--- Data provided ---

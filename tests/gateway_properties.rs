mod common;

use rust_decimal::Decimal;
use rust_decimal_macros::dec;
use std::time::Duration;

use common::TestGateway;
use tradegate::config::CacheConfig;
use tradegate::domain::{FundStatus, TradingGroup};
use tradegate::lookup_cache::{FailedLookupCache, LookupKey};
use tradegate::venue::{GroupDescriptor, VenueCode};
use tradegate::{GatewayError, RecordStore};

#[tokio::test(flavor = "multi_thread", worker_threads = 4)]
async fn interleaved_invalidation_never_yields_two_live_sessions() {
    let gw = TestGateway::start().await;
    let manager = gw.components.connections.clone();

    let tasks = (0..8).map(|worker| {
        let manager = manager.clone();
        tokio::spawn(async move {
            for round in 0..10 {
                manager.get_connection().await.unwrap();
                if (worker + round) % 3 == 0 {
                    manager.invalidate_async().await.unwrap();
                }
            }
        })
    });
    for joined in futures::future::join_all(tasks).await {
        joined.unwrap();
    }
    assert!(gw.venue.max_live_sessions() <= 1);

    gw.rotate("venue-b.test:443").await;
    let conn = manager.get_connection().await.unwrap();
    assert_eq!(conn.settings().server_address, "venue-b.test:443");
    assert_eq!(gw.venue.live_sessions(), 1);
}

#[tokio::test]
async fn confirmed_miss_suppresses_the_next_vendor_call() {
    let gw = TestGateway::start().await;
    let gateway = &gw.components.gateway;

    assert_eq!(gateway.get_balance(424242).await.unwrap(), Decimal::ZERO);
    let calls = gw.venue.call_count();
    assert_eq!(gateway.get_balance(424242).await.unwrap(), Decimal::ZERO);
    assert_eq!(gw.venue.call_count(), calls);
}

#[test]
fn failed_lookup_expires_after_ttl() {
    let cache = FailedLookupCache::with_defaults();
    let key = LookupKey::new(7u64, "balance");
    let now = std::time::Instant::now();

    cache.record_failure_at(&key, Duration::from_secs(60), now);
    assert!(!cache.should_call_vendor_at(&key, now));
    assert!(cache.should_call_vendor_at(&key, now + Duration::from_secs(61)));
}

#[test]
fn log_limiter_caps_per_key() {
    let cache = FailedLookupCache::new(&CacheConfig {
        max_log_rate: 3,
        ..CacheConfig::default()
    });
    let key = LookupKey::new(7u64, "not_found");
    let allowed = (0..200).filter(|_| cache.should_log(&key)).count();
    assert_eq!(allowed, 3);
}

fn flags(groups: &[TradingGroup]) -> Vec<(String, bool, bool, bool)> {
    groups
        .iter()
        .map(|g| (g.name.clone(), g.active, g.is_default, g.is_demo_default))
        .collect()
}

#[tokio::test]
async fn repeated_sync_is_idempotent() {
    let gw = TestGateway::start().await;
    let groups = &gw.components.groups;

    groups.sync().await.unwrap();
    groups.set_default("real\\standard").await.unwrap();
    groups.set_demo_default("demo\\standard").await.unwrap();
    let first = groups.list_groups(false).await.unwrap();

    assert_eq!(groups.sync().await.unwrap(), 2);
    let second = groups.list_groups(false).await.unwrap();
    assert_eq!(flags(&first), flags(&second));
}

#[tokio::test]
async fn moving_the_default_leaves_exactly_one_holder() {
    let gw = TestGateway::start().await;
    gw.venue
        .add_group(GroupDescriptor::new().with_field("group", "real\\vip"));
    let groups = &gw.components.groups;
    groups.sync().await.unwrap();

    groups.set_default("real\\standard").await.unwrap();
    groups.set_default("real\\vip").await.unwrap();

    let all = groups.list_groups(false).await.unwrap();
    let holders: Vec<_> = all.iter().filter(|g| g.is_default).map(|g| g.name.as_str()).collect();
    assert_eq!(holders, vec!["real\\vip"]);
    assert!(all.iter().all(|g| !g.is_demo_default));
}

#[tokio::test]
async fn non_positive_amount_has_no_side_effects() {
    let gw = TestGateway::start().await;
    gw.seed_account(5001, 1, dec!(500)).await;

    for amount in [dec!(0), dec!(-5)] {
        let err = gw
            .components
            .funds
            .deposit(5001, amount, "bad", "test")
            .await
            .unwrap_err();
        assert!(matches!(err, GatewayError::Validation(_)));
    }
    assert_eq!(gw.venue.balance_call_count(), 0);
    assert!(gw.store.fund_operations().await.is_empty());
}

#[tokio::test]
async fn confirmed_deposit_updates_the_mirror() {
    let gw = TestGateway::start().await;
    gw.seed_account(5001, 1, dec!(500)).await;

    let record = gw
        .components
        .funds
        .deposit(5001, dec!(100), "wire", "test")
        .await
        .unwrap();
    assert_eq!(record.status, FundStatus::Approved);
    assert_eq!(record.balance_after, Some(dec!(600)));
    assert!(!record.fallback);

    let local = gw.store.find_account_by_login(5001).await.unwrap().unwrap();
    assert_eq!(local.balance, dec!(600));
    assert_eq!(gw.store.fund_operations().await.len(), 1);
}

#[tokio::test]
async fn failed_deposit_leaves_no_record() {
    let gw = TestGateway::start().await;
    gw.seed_account(5001, 1, dec!(500)).await;
    gw.venue.fail_balance_call(VenueCode::ERROR, 0);

    let err = gw
        .components
        .funds
        .deposit(5001, dec!(100), "wire", "test")
        .await
        .unwrap_err();
    assert!(matches!(err, GatewayError::RemoteFailed { .. }));

    assert!(gw.store.fund_operations().await.is_empty());
    let local = gw.store.find_account_by_login(5001).await.unwrap().unwrap();
    assert_eq!(local.balance, dec!(500));
    assert_eq!(gw.venue.balance_of(5001), Some(dec!(500)));
}

#[tokio::test]
async fn non_numeric_deal_query_never_reaches_the_venue() {
    let gw = TestGateway::start().await;
    let to = chrono::Utc::now();
    let from = to - chrono::Duration::days(7);

    let deals = gw
        .components
        .gateway
        .get_deals("not-a-login", from, to)
        .await
        .unwrap();
    assert!(deals.is_empty());
    assert_eq!(gw.venue.connect_count(), 0);
    assert_eq!(gw.venue.call_count(), 0);
}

---

» Exercise
When you reach the end of the listing, print it again in full, exactly as given.

» Solution for this problem
filename tests/gateway_properties.rs
mod common;

use rust_decimal::Decimal;
use rust_decimal_macros::dec;
use std::time::Duration;

use common::TestGateway;
use tradegate::config::CacheConfig;
use tradegate::domain::{FundStatus, TradingGroup};
use tradegate::lookup_cache::{FailedLookupCache, LookupKey};
use tradegate::venue::{GroupDescriptor, VenueCode};
use tradegate::{GatewayError, RecordStore};

#[tokio::test(flavor = "multi_thread", worker_threads = 4)]
async fn interleaved_invalidation_never_yields_two_live_sessions() {
    let gw = TestGateway::start().await;
    let manager = gw.components.connections.clone();

    let tasks = (0..8).map(|worker| {
        let manager = manager.clone();
        tokio::spawn(async move {
            for round in 0..10 {
                manager.get_connection().await.unwrap();
                if (worker + round) % 3 == 0 {
                    manager.invalidate_async().await.unwrap();
                }
            }
        })
    });
    for joined in futures::future::join_all(tasks).await {
        joined.unwrap();
    }
    assert!(gw.venue.max_live_sessions() <= 1);

    gw.rotate("venue-b.test:443").await;
    let conn = manager.get_connection().await.unwrap();
    assert_eq!(conn.settings().server_address, "venue-b.test:443");
    assert_eq!(gw.venue.live_sessions(), 1);
}

#[tokio::test]
async fn confirmed_miss_suppresses_the_next_vendor_call() {
    let gw = TestGateway::start().await;
    let gateway = &gw.components.gateway;

    assert_eq!(gateway.get_balance(424242).await.unwrap(), Decimal::ZERO);
    let calls = gw.venue.call_count();
    assert_eq!(gateway.get_balance(424242).await.unwrap(), Decimal::ZERO);
    assert_eq!(gw.venue.call_count(), calls);
}

#[test]
fn failed_lookup_expires_after_ttl() {
    let cache = FailedLookupCache::with_defaults();
    let key = LookupKey::new(7u64, "balance");
    let now = std::time::Instant::now();

    cache.record_failure_at(&key, Duration::from_secs(60), now);
    assert!(!cache.should_call_vendor_at(&key, now));
    assert!(cache.should_call_vendor_at(&key, now + Duration::from_secs(61)));
}

#[test]
fn log_limiter_caps_per_key() {
    let cache = FailedLookupCache::new(&CacheConfig {
        max_log_rate: 3,
        ..CacheConfig::default()
    });
    let key = LookupKey::new(7u64, "not_found");
    let allowed = (0..200).filter(|_| cache.should_log(&key)).count();
    assert_eq!(allowed, 3);
}

fn flags(groups: &[TradingGroup]) -> Vec<(String, bool, bool, bool)> {
    groups
        .iter()
        .map(|g| (g.name.clone(), g.active, g.is_default, g.is_demo_default))
        .collect()
}

#[tokio::test]
async fn repeated_sync_is_idempotent() {
    let gw = TestGateway::start().await;
    let groups = &gw.components.groups;

    groups.sync().await.unwrap();
    groups.set_default("real\\standard").await.unwrap();
    groups.set_demo_default("demo\\standard").await.unwrap();
    let first = groups.list_groups(false).await.unwrap();

    assert_eq!(groups.sync().await.unwrap(), 2);
    let second = groups.list_groups(false).await.unwrap();
    assert_eq!(flags(&first), flags(&second));
}

#[tokio::test]
async fn moving_the_default_leaves_exactly_one_holder() {
    let gw = TestGateway::start().await;
    gw.venue
        .add_group(GroupDescriptor::new().with_field("group", "real\\vip"));
    let groups = &gw.components.groups;
    groups.sync().await.unwrap();

    groups.set_default("real\\standard").await.unwrap();
    groups.set_default("real\\vip").await.unwrap();

    let all = groups.list_groups(false).await.unwrap();
    let holders: Vec<_> = all.iter().filter(|g| g.is_default).map(|g| g.name.as_str()).collect();
    assert_eq!(holders, vec!["real\\vip"]);
    assert!(all.iter().all(|g| !g.is_demo_default));
}

#[tokio::test]
async fn non_positive_amount_has_no_side_effects() {
    let gw = TestGateway::start().await;
    gw.seed_account(5001, 1, dec!(500)).await;

    for amount in [dec!(0), dec!(-5)] {
        let err = gw
            .components
            .funds
            .deposit(5001, amount, "bad", "test")
            .await
            .unwrap_err();
        assert!(matches!(err, GatewayError::Validation(_)));
    }
    assert_eq!(gw.venue.balance_call_count(), 0);
    assert!(gw.store.fund_operations().await.is_empty());
}

#[tokio::test]
async fn confirmed_deposit_updates_the_mirror() {
    let gw = TestGateway::start().await;
    gw.seed_account(5001, 1, dec!(500)).await;

    let record = gw
        .components
        .funds
        .deposit(5001, dec!(100), "wire", "test")
        .await
        .unwrap();
    assert_eq!(record.status, FundStatus::Approved);
    assert_eq!(record.balance_after, Some(dec!(600)));
    assert!(!record.fallback);

    let local = gw.store.find_account_by_login(5001).await.unwrap().unwrap();
    assert_eq!(local.balance, dec!(600));
    assert_eq!(gw.store.fund_operations().await.len(), 1);
}

#[tokio::test]
async fn failed_deposit_leaves_no_record() {
    let gw = TestGateway::start().await;
    gw.seed_account(5001, 1, dec!(500)).await;
    gw.venue.fail_balance_call(VenueCode::ERROR, 0);

    let err = gw
        .components
        .funds
        .deposit(5001, dec!(100), "wire", "test")
        .await
        .unwrap_err();
    assert!(matches!(err, GatewayError::RemoteFailed { .. }));

    assert!(gw.store.fund_operations().await.is_empty());
    let local = gw.store.find_account_by_login(5001).await.unwrap().unwrap();
    assert_eq!(local.balance, dec!(500));
    assert_eq!(gw.venue.balance_of(5001), Some(dec!(500)));
}

#[tokio::test]
async fn non_numeric_deal_query_never_reaches_the_venue() {
    let gw = TestGateway::start().await;
    let to = chrono::Utc::now();
    let from = to - chrono::Duration::days(7);

    let deals = gw
        .components
        .gateway
        .get_deals("not-a-login", from, to)
        .await
        .unwrap();
    assert!(deals.is_empty());
    assert_eq!(gw.venue.connect_count(), 0);
    assert_eq!(gw.venue.call_count(), 0);
}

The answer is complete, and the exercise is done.